Timurlengia Roaming a Late Cretaceous Flood Plain

The tyrannosaurid Timurlengia wandering its flood plain home.

Picture credit: Todd Marshall

The illustration of Timurlengia above, depicts this tyrannosaur as a light and agile animal, weight estimates vary (170 to 250 kilogrammes), but note also that this dinosaur has been given a shaggy coat.  There is evidence to suggest that at least some tyrannosaurids may have been feathered, these days, depicting a feathery theropod is becoming the norm.  Soaring overhead are two pterosaurs, the species is Azhdarcho longicollis and those white objects in the background that can be seen just below and just above the long tail of Timurlengia are primitive birds.

Uzbekistan might not spring to mind when asked to name a famous fossil-rich part of the world that represents life in the Late Cretaceous, but strata in the Kyzyl Kum Desert represent one of the few places in the world where an insight into life on our planet some ninety million years ago can be obtained.

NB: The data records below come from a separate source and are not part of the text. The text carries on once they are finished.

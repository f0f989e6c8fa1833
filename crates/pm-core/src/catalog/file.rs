//! JSON-file pattern catalog.
//!
//! # Storage Structure
//!
//! ```text
//! <data_dir>/catalog/
//! ├── patterns.json        # {"schema_version": "1.0.0", "patterns": [...]}
//! ├── occurrences.jsonl    # one PatternLink per line
//! ├── history.json         # candidate history (see `history`)
//! └── .lock                # writer lock
//! ```
//!
//! Every operation holds the exclusive lock on `catalog/.lock` (see `lock`)
//! across its load-modify-save cycle, so separate processes sharing a data
//! directory never lose each other's writes. Files are replaced through a
//! per-writer temp file and rename.

use std::fs::{self, OpenOptions};
use std::io::{BufRead, BufReader, ErrorKind, Write};
use std::path::{Path, PathBuf};
use std::process;
use std::sync::atomic::{AtomicU64, Ordering};

use chrono::{DateTime, Utc};
use pm_common::{IssuePattern, PatternId, SCHEMA_VERSION};
use serde::{Deserialize, Serialize};
use tracing::{debug, warn};

use super::lock::CatalogLock;
use super::{
    ensure_schema, CatalogError, CatalogState, CreateOutcome, NewPattern, PatternLink, PatternStore,
    PatternUpdate,
};

/// Catalog subdirectory under the data directory.
pub const CATALOG_DIR: &str = "catalog";

const PATTERNS_FILE: &str = "patterns.json";
const LINKS_FILE: &str = "occurrences.jsonl";

/// On-disk catalog document.
#[derive(Debug, Clone, Serialize, Deserialize)]
pub struct PersistedCatalog {
    pub schema_version: String,
    #[serde(default)]
    pub patterns: Vec<IssuePattern>,
}

impl PersistedCatalog {
    fn from_state(state: CatalogState) -> Self {
        Self {
            schema_version: SCHEMA_VERSION.to_string(),
            patterns: state.patterns,
        }
    }
}

/// Catalog persisted under `<dir>/patterns.json`.
#[derive(Debug)]
pub struct FileCatalog {
    dir: PathBuf,
}

impl FileCatalog {
    /// Catalog stored directly in `dir`.
    pub fn new(dir: impl Into<PathBuf>) -> Self {
        Self { dir: dir.into() }
    }

    /// Catalog stored in `<data_dir>/catalog`.
    pub fn in_data_dir(data_dir: &Path) -> Self {
        Self::new(data_dir.join(CATALOG_DIR))
    }

    pub fn dir(&self) -> &Path {
        &self.dir
    }

    pub fn patterns_path(&self) -> PathBuf {
        self.dir.join(PATTERNS_FILE)
    }

    pub fn links_path(&self) -> PathBuf {
        self.dir.join(LINKS_FILE)
    }

    fn guard(&self) -> Result<CatalogLock, CatalogError> {
        CatalogLock::acquire(&self.dir)
    }

    fn load(&self) -> Result<CatalogState, CatalogError> {
        let path = self.patterns_path();
        let content = match fs::read_to_string(&path) {
            Ok(content) => content,
            Err(e) if e.kind() == ErrorKind::NotFound => return Ok(CatalogState::default()),
            Err(source) => return Err(CatalogError::Io { path, source }),
        };
        let persisted: PersistedCatalog =
            serde_json::from_str(&content).map_err(|source| CatalogError::Json {
                path: path.clone(),
                source,
            })?;
        ensure_schema(persisted.schema_version)?;
        Ok(CatalogState {
            patterns: persisted.patterns,
        })
    }

    fn save(&self, state: CatalogState) -> Result<(), CatalogError> {
        let path = self.patterns_path();
        let json = serde_json::to_vec_pretty(&PersistedCatalog::from_state(state)).map_err(
            |source| CatalogError::Json {
                path: path.clone(),
                source,
            },
        )?;
        write_atomic(&path, &json)?;
        debug!(path = %path.display(), "catalog saved");
        Ok(())
    }

    /// Load, mutate, and save under the writer lock.
    fn modify<T>(
        &self,
        f: impl FnOnce(&mut CatalogState) -> Result<T, CatalogError>,
    ) -> Result<T, CatalogError> {
        let _guard = self.guard()?;
        let mut state = self.load()?;
        let out = f(&mut state)?;
        self.save(state)?;
        Ok(out)
    }
}

static TMP_COUNTER: AtomicU64 = AtomicU64::new(0);

/// Write `bytes` to `path` via a sibling temp file and rename. The temp name
/// carries the pid and a counter so concurrent writers never share one.
pub(crate) fn write_atomic(path: &Path, bytes: &[u8]) -> Result<(), CatalogError> {
    let io_err = |source| CatalogError::Io {
        path: path.to_path_buf(),
        source,
    };
    if let Some(parent) = path.parent() {
        fs::create_dir_all(parent).map_err(io_err)?;
    }
    let seq = TMP_COUNTER.fetch_add(1, Ordering::Relaxed);
    let tmp_path = path.with_extension(format!("json.{}.{seq}.tmp", process::id()));
    {
        let mut file = OpenOptions::new()
            .create(true)
            .write(true)
            .truncate(true)
            .open(&tmp_path)
            .map_err(io_err)?;
        file.write_all(bytes).map_err(io_err)?;
        file.flush().map_err(io_err)?;
    }
    fs::rename(&tmp_path, path).map_err(|source| {
        let _ = fs::remove_file(&tmp_path);
        io_err(source)
    })
}

impl PatternStore for FileCatalog {
    fn list_all(&self) -> Result<Vec<IssuePattern>, CatalogError> {
        let _guard = self.guard()?;
        Ok(self.load()?.patterns)
    }

    fn get(&self, id: PatternId) -> Result<Option<IssuePattern>, CatalogError> {
        let _guard = self.guard()?;
        Ok(self.load()?.get(id).cloned())
    }

    fn insert(&self, pattern: IssuePattern) -> Result<(), CatalogError> {
        self.modify(|s| s.insert(pattern))
    }

    fn update(&self, id: PatternId, update: &PatternUpdate) -> Result<IssuePattern, CatalogError> {
        self.modify(|s| s.update(id, update))
    }

    fn create_if_absent(
        &self,
        new: NewPattern,
        now: DateTime<Utc>,
    ) -> Result<CreateOutcome, CatalogError> {
        let _guard = self.guard()?;
        let mut state = self.load()?;
        let outcome = state.create_if_absent(new, now)?;
        if matches!(outcome, CreateOutcome::Created(_)) {
            self.save(state)?;
        }
        Ok(outcome)
    }

    fn link_occurrence(&self, link: PatternLink) -> Result<(), CatalogError> {
        let _guard = self.guard()?;
        let path = self.links_path();
        let io_err = |source| CatalogError::Io {
            path: path.clone(),
            source,
        };
        fs::create_dir_all(&self.dir).map_err(io_err)?;
        let mut line = serde_json::to_string(&link).map_err(|source| CatalogError::Json {
            path: path.clone(),
            source,
        })?;
        line.push('\n');
        let mut file = OpenOptions::new()
            .create(true)
            .append(true)
            .open(&path)
            .map_err(io_err)?;
        file.write_all(line.as_bytes()).map_err(io_err)
    }

    fn links_for(&self, id: PatternId) -> Result<Vec<PatternLink>, CatalogError> {
        let _guard = self.guard()?;
        let path = self.links_path();
        let file = match fs::File::open(&path) {
            Ok(file) => file,
            Err(e) if e.kind() == ErrorKind::NotFound => return Ok(Vec::new()),
            Err(source) => return Err(CatalogError::Io { path, source }),
        };

        let mut links = Vec::new();
        for (lineno, line) in BufReader::new(file).lines().enumerate() {
            let line = line.map_err(|source| CatalogError::Io {
                path: path.clone(),
                source,
            })?;
            if line.trim().is_empty() {
                continue;
            }
            match serde_json::from_str::<PatternLink>(&line) {
                Ok(link) if link.pattern_id == id => links.push(link),
                Ok(_) => {}
                Err(e) => {
                    // A torn trailing line from an interrupted append.
                    warn!(path = %path.display(), line = lineno + 1, error = %e, "skipping unreadable link");
                }
            }
        }
        Ok(links)
    }
}

#[cfg(test)]
mod tests {
    use super::super::test_support::*;
    use super::super::LinkKind;
    use super::*;
    use pm_common::IssueSource;
    use tempfile::tempdir;

    fn leftover_temp_files(dir: &Path) -> Vec<PathBuf> {
        fs::read_dir(dir)
            .unwrap()
            .map(|e| e.unwrap().path())
            .filter(|p| p.extension().is_some_and(|ext| ext == "tmp"))
            .collect()
    }

    #[test]
    fn missing_catalog_is_empty() {
        let dir = tempdir().unwrap();
        let catalog = FileCatalog::in_data_dir(dir.path());
        assert!(catalog.list_all().unwrap().is_empty());
        assert!(!catalog.patterns_path().exists());
    }

    #[test]
    fn created_patterns_survive_reopen() {
        let dir = tempdir().unwrap();
        {
            let catalog = FileCatalog::in_data_dir(dir.path());
            catalog.create_if_absent(new_pattern("schema drift"), at(1)).unwrap();
            catalog.create_if_absent(new_pattern("flaky e2e"), at(2)).unwrap();
        }
        let reopened = FileCatalog::in_data_dir(dir.path());
        let patterns = reopened.list_all().unwrap();
        let ids: Vec<String> = patterns.iter().map(|p| p.pattern_id.to_string()).collect();
        assert_eq!(ids, vec!["PAT-001", "PAT-002"]);

        let raw = fs::read_to_string(reopened.patterns_path()).unwrap();
        let doc: serde_json::Value = serde_json::from_str(&raw).unwrap();
        assert_eq!(doc["schema_version"], SCHEMA_VERSION);
        assert_eq!(doc["patterns"][0]["issueSummary"], "schema drift");
        assert!(leftover_temp_files(reopened.dir()).is_empty());
    }

    #[test]
    fn separate_handles_do_not_lose_writes() {
        const PER_WRITER: usize = 25;
        let dir = tempdir().unwrap();

        let writers: Vec<_> = ["alpha", "beta"]
            .into_iter()
            .map(|name| {
                let data_dir = dir.path().to_path_buf();
                std::thread::spawn(move || {
                    let catalog = FileCatalog::in_data_dir(&data_dir);
                    (0..PER_WRITER)
                        .map(|i| {
                            let summary = format!("{name} failure number {i}");
                            catalog
                                .create_if_absent(new_pattern(&summary), at(1))
                                .unwrap()
                                .pattern()
                                .pattern_id
                        })
                        .collect::<Vec<_>>()
                })
            })
            .collect();
        let mut created: Vec<PatternId> = writers
            .into_iter()
            .flat_map(|w| w.join().unwrap())
            .collect();
        created.sort();

        let persisted = FileCatalog::in_data_dir(dir.path()).list_all().unwrap();
        let mut persisted_ids: Vec<PatternId> = persisted.iter().map(|p| p.pattern_id).collect();
        persisted_ids.sort();
        assert_eq!(persisted.len(), 2 * PER_WRITER);
        assert_eq!(persisted_ids, created);
        persisted_ids.dedup();
        assert_eq!(persisted_ids.len(), 2 * PER_WRITER, "duplicate pattern ids");
        assert!(leftover_temp_files(&dir.path().join(CATALOG_DIR)).is_empty());
    }

    #[test]
    fn incompatible_schema_is_rejected() {
        let dir = tempdir().unwrap();
        let catalog = FileCatalog::new(dir.path());
        fs::write(
            catalog.patterns_path(),
            r#"{"schema_version": "2.0.0", "patterns": []}"#,
        )
        .unwrap();
        assert!(matches!(
            catalog.list_all(),
            Err(CatalogError::IncompatibleSchema { .. })
        ));
    }

    #[test]
    fn corrupt_catalog_is_an_error() {
        let dir = tempdir().unwrap();
        let catalog = FileCatalog::new(dir.path());
        fs::write(catalog.patterns_path(), "not json").unwrap();
        assert!(matches!(catalog.list_all(), Err(CatalogError::Json { .. })));
    }

    #[test]
    fn links_append_and_skip_torn_lines() {
        let dir = tempdir().unwrap();
        let catalog = FileCatalog::new(dir.path());
        let link = PatternLink {
            pattern_id: PatternId::first(),
            work_unit_id: "wu-3".into(),
            source: IssueSource::CheckFailure,
            candidate_index: 2,
            kind: "verification_failure".into(),
            description: "3 specs failed".into(),
            link: LinkKind::Created,
            linked_at: at(3),
        };
        catalog.link_occurrence(link.clone()).unwrap();

        let mut file = OpenOptions::new()
            .append(true)
            .open(catalog.links_path())
            .unwrap();
        file.write_all(b"{\"pattern_id\": \"PAT-0").unwrap();

        let links = catalog.links_for(PatternId::first()).unwrap();
        assert_eq!(links, vec![link]);
    }
}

The Significance of the Bissekty Formation

The fossil material, representing less than five percent of the entire skeleton, comes from exposed strata dating from the early Late Cretaceous.  These rocks are part of the Bissekty Formation of the Kyzyl Kum Desert (Uzbekistan).  The Formation dates from 90 to 85 million years ago, a number of vertebrate fossils including many different types of dinosaur have been found in these rocks.  The sediments indicate a low-lying coastal environment that was crossed by a number of large and highly braided river channels.  The Timurlengia fossil material is believed to date from approximately 90 million years ago (Turonian faunal stage of the Late Cretaceous).

The Fossil Material T. euotica

Timurlengia fossils.

Picture credit: Proceedings of the National Academy of Sciences

The picture above shows the amount of fossil material collected, crucially the pieces of jaw and the isolated teeth are typical of a tyrannosaurid.  Described as being “the size of a horse”, Timurlengia is very typical in terms of its build and its size with regards to Late Jurassic and Early/Middle to early Late Cretaceous tyrannosaurids.  However, what has puzzled palaeontologists is this, throughout the majority of the long lineage of the tyrannosaurs these animals probably filled secondary predatory niches in food chains.

Despite their wide geographical distribution, it was only towards the end of the Cretaceous that these types of theropod dinosaur started to evolve into the myriad of apex predators we know today.  Could Timurlengia provide evidence to support how and why the likes of Tyrannosaurus rex, became so huge and dominant?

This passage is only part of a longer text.